**WORK ITEM**
Determine how many lines of the material hold the word "components", and answer with the number only.

- - - - - - -

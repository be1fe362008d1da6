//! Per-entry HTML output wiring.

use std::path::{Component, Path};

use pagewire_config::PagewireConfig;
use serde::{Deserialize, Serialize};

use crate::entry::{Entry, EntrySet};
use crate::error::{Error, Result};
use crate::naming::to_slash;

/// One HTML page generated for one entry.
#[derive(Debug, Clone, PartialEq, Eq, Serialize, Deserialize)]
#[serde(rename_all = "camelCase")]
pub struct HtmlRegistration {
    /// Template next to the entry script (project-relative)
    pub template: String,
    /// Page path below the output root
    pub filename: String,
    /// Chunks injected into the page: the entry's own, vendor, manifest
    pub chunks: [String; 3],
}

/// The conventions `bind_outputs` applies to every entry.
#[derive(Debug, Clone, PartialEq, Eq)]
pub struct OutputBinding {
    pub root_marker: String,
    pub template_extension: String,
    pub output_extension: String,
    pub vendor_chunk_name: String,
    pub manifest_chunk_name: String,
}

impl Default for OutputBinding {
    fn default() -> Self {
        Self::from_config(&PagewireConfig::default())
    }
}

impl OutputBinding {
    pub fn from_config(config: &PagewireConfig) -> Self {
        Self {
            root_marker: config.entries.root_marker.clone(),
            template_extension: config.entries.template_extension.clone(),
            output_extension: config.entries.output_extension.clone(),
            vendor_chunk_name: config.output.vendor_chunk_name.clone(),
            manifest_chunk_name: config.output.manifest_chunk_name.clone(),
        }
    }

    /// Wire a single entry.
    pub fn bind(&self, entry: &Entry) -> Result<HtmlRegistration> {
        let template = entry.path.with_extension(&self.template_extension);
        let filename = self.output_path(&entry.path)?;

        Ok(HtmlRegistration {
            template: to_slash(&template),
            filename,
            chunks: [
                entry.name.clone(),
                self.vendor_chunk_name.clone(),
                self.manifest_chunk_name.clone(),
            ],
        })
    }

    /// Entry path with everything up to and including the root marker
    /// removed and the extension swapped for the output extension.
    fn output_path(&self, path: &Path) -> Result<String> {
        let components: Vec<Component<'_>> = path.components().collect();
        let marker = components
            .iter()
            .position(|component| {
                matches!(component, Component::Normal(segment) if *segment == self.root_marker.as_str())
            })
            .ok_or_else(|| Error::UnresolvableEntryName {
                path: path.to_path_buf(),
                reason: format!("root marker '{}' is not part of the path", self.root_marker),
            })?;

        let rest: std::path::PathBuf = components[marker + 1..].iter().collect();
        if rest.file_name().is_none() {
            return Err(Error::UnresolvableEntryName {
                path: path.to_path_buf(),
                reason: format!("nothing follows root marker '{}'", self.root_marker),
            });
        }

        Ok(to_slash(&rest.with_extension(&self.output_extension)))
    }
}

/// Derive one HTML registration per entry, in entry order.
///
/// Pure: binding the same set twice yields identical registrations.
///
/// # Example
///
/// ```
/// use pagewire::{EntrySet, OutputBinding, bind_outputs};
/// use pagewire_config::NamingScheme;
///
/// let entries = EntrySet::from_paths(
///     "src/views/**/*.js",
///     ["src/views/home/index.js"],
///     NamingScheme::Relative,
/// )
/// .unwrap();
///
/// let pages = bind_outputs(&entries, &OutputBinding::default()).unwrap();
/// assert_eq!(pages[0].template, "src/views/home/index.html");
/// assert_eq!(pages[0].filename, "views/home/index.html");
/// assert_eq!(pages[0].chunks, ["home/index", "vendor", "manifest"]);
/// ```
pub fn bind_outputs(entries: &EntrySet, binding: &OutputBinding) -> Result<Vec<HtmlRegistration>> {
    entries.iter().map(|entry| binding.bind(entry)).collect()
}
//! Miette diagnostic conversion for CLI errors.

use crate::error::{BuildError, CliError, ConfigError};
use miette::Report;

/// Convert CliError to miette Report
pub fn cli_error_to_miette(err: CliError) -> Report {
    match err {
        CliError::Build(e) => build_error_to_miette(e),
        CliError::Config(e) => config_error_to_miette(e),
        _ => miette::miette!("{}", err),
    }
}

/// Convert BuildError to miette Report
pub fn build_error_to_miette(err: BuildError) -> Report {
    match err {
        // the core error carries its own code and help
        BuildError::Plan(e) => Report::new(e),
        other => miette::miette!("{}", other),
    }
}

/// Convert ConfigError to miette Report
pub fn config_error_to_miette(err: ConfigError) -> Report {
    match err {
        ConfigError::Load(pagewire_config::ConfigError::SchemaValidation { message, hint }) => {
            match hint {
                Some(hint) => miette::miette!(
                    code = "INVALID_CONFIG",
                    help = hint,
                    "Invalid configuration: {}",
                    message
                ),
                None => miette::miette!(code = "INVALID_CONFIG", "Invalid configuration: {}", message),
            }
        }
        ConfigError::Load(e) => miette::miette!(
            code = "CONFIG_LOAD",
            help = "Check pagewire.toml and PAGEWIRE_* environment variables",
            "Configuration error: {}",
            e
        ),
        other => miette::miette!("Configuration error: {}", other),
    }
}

- - - - - - -

**EXERCISE ANSWER**
3